=== Section Start ===

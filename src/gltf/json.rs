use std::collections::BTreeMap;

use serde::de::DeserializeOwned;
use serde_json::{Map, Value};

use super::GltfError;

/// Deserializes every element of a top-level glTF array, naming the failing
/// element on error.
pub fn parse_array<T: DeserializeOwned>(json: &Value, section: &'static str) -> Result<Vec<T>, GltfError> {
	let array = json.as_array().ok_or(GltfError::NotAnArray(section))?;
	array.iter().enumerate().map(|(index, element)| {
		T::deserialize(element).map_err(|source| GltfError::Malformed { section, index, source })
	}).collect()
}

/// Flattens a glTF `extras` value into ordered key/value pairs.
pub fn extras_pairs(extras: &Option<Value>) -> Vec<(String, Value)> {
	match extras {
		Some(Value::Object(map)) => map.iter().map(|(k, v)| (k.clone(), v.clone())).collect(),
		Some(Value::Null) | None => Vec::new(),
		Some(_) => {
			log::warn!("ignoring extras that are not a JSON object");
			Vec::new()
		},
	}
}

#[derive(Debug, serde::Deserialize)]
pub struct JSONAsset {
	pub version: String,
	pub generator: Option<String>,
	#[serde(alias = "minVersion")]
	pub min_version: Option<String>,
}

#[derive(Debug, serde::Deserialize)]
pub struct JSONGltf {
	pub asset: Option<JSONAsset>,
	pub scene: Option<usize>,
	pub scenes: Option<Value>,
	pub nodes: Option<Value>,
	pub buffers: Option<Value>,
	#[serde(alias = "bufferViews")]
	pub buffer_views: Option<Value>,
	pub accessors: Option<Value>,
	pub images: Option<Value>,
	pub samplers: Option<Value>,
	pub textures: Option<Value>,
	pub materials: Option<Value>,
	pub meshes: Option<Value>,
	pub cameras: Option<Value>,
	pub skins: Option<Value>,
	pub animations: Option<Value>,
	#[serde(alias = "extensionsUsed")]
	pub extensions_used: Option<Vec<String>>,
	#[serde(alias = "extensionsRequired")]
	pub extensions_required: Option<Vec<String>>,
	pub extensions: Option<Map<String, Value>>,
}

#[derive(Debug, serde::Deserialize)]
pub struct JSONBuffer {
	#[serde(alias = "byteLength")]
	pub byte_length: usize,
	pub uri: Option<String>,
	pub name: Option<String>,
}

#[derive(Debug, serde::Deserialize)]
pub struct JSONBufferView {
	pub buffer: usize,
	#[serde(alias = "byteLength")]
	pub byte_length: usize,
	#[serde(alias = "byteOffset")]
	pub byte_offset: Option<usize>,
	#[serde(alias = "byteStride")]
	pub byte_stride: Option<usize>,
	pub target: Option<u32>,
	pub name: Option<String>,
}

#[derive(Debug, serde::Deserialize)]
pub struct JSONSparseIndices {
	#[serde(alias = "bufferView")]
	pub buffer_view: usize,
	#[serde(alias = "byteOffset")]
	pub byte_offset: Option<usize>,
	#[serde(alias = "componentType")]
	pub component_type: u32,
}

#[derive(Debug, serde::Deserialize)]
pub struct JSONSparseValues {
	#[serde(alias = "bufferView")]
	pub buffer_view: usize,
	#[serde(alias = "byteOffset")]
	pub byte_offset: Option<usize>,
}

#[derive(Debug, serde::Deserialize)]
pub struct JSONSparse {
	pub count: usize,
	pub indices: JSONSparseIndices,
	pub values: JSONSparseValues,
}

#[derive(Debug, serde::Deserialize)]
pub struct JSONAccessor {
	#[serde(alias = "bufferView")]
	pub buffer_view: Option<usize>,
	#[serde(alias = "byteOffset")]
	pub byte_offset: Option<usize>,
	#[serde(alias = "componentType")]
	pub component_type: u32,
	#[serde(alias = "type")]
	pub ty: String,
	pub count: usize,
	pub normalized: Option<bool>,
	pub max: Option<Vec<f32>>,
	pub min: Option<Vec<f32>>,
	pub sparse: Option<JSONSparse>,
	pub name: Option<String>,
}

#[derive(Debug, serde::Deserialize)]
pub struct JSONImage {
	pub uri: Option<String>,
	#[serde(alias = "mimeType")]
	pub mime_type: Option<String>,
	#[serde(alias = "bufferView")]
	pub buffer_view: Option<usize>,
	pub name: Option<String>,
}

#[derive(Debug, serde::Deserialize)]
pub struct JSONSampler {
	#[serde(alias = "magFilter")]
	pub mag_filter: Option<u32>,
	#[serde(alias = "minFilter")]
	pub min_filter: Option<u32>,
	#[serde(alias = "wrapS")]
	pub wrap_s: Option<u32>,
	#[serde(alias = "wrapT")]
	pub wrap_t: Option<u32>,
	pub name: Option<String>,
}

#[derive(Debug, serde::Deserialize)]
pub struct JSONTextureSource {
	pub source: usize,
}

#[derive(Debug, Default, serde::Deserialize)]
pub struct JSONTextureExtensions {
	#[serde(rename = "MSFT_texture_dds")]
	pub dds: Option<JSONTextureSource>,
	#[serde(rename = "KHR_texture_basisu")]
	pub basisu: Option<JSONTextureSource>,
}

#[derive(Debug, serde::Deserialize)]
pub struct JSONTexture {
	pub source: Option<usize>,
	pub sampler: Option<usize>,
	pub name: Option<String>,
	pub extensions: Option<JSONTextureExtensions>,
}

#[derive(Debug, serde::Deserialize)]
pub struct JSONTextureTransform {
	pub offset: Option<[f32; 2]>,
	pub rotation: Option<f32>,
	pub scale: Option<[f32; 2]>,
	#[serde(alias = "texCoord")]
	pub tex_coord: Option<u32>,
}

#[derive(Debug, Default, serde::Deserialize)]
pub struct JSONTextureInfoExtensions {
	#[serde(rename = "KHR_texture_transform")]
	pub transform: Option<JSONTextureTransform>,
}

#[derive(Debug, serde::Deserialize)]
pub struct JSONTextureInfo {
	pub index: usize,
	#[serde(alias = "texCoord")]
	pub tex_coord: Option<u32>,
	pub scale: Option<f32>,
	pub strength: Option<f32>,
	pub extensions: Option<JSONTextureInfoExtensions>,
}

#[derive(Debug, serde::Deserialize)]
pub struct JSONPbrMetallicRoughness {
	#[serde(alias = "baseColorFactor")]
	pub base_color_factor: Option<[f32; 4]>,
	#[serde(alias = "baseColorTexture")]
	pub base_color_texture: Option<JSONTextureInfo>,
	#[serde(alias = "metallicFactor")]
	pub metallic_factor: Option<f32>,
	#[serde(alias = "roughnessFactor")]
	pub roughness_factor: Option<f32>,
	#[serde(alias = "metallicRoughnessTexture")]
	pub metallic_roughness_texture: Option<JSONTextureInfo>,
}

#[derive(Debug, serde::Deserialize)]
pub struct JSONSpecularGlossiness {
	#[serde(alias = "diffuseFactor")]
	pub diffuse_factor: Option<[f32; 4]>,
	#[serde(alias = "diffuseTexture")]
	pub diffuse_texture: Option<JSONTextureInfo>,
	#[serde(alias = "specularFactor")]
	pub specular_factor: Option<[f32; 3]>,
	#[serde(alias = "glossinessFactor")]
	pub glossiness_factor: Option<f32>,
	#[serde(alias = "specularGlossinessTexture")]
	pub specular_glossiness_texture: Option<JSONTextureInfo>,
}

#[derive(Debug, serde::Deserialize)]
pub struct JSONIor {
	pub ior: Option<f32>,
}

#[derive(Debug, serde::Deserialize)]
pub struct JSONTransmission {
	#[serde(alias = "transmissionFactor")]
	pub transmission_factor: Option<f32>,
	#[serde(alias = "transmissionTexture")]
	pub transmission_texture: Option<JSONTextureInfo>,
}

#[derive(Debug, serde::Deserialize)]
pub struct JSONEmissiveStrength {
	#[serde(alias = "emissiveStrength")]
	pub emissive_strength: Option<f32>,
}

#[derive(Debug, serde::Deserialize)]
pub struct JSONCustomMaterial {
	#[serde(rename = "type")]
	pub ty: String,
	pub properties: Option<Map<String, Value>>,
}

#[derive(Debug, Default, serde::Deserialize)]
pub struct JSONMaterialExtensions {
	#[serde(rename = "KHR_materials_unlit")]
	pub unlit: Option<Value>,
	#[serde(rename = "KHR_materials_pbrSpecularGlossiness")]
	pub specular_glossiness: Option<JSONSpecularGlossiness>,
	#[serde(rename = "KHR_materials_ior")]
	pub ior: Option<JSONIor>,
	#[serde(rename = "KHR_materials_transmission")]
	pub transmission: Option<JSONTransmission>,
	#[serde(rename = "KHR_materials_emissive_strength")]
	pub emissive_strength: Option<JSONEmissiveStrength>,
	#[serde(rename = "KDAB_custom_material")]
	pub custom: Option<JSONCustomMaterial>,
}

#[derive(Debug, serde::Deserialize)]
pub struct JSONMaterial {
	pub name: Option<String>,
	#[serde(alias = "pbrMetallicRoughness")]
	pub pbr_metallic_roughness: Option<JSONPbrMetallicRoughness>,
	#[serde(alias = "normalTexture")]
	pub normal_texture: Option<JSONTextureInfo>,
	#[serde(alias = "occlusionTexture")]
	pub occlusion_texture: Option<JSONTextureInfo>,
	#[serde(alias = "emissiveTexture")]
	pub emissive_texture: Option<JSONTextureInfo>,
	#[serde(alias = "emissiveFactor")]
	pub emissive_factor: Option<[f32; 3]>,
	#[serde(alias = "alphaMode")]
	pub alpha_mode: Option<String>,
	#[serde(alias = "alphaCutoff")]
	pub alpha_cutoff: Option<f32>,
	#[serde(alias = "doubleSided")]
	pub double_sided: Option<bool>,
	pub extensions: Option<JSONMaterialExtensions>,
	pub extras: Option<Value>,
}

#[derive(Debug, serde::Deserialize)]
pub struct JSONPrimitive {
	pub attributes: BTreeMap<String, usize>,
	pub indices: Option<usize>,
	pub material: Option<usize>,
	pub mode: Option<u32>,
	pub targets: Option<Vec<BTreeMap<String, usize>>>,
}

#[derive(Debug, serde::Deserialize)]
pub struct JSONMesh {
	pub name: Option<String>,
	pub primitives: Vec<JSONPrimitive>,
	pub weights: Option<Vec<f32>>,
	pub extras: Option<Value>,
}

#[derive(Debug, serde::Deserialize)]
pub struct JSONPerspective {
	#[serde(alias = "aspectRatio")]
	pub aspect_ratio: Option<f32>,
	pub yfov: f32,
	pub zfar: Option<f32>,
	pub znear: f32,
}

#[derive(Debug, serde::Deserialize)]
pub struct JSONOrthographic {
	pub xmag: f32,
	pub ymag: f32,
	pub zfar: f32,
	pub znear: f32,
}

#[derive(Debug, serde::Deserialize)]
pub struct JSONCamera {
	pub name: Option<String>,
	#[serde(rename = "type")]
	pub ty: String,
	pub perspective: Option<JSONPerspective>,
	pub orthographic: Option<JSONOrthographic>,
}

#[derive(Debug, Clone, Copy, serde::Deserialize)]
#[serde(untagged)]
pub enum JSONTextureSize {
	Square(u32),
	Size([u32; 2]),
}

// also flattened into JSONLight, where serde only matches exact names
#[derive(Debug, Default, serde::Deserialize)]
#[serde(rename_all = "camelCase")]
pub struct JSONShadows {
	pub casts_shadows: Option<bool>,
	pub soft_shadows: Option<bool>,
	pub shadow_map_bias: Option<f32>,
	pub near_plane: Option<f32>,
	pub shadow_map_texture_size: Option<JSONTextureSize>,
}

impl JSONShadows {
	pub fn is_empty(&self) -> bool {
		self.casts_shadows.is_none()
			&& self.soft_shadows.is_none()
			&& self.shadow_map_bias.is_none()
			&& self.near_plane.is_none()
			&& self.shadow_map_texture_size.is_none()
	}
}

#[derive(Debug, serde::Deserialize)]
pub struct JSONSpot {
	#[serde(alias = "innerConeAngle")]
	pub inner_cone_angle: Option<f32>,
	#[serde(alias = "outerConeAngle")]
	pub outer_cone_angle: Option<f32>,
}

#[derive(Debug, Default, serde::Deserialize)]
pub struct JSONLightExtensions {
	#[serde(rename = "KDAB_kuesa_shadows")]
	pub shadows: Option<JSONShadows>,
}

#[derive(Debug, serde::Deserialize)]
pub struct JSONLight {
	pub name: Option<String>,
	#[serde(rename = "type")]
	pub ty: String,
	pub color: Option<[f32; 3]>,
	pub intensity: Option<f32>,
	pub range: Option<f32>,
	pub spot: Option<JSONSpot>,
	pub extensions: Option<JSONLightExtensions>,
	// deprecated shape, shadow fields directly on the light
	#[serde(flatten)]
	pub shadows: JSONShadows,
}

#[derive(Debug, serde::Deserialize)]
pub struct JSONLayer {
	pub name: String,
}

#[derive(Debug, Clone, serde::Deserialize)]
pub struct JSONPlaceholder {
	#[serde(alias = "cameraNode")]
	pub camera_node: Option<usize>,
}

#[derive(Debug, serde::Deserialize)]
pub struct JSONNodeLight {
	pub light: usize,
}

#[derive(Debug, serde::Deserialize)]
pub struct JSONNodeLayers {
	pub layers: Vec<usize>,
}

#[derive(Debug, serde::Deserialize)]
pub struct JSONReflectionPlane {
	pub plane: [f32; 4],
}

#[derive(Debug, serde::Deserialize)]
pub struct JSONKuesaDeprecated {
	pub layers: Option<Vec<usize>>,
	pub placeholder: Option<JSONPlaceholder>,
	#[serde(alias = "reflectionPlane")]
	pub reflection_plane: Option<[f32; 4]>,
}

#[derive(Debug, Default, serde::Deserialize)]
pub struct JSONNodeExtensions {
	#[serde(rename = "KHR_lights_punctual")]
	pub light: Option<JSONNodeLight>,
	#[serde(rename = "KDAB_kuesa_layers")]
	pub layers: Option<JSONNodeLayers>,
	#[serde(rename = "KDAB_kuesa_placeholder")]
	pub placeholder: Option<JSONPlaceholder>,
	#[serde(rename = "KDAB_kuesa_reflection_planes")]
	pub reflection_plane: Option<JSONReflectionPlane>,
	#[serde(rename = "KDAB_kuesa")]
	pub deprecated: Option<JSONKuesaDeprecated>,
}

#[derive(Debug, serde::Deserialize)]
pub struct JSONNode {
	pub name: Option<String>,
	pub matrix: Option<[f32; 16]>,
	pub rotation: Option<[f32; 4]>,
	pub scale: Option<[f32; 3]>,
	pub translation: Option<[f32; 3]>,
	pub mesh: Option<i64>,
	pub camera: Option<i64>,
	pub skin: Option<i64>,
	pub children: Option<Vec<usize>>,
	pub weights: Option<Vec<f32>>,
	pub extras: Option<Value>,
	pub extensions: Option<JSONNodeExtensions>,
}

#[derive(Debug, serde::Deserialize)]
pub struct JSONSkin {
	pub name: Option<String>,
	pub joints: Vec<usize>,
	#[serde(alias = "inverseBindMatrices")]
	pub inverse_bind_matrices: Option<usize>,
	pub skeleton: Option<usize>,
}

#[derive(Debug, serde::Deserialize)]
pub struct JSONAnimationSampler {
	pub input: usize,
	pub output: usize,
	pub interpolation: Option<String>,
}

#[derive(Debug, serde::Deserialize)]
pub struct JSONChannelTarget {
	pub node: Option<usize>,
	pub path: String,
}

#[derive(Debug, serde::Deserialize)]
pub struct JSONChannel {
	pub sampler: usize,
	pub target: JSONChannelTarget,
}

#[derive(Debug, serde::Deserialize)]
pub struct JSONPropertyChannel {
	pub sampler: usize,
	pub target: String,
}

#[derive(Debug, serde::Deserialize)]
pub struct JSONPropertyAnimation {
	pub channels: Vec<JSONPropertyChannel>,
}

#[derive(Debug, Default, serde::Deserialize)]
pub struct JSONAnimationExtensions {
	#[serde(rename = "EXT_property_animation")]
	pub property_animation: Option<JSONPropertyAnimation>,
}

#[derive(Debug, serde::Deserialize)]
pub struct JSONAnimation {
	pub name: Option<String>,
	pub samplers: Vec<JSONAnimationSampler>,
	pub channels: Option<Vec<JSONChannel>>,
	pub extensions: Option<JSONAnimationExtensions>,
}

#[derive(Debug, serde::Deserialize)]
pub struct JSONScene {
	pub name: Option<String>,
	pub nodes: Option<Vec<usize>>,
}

=== Section End ===

In the material above, find every line that has the string "nodes" and pull those lines out.

> _OUTPUT BELOW_:
	pub nodes: Option<Value>,
	pub nodes: Option<Vec<usize>>,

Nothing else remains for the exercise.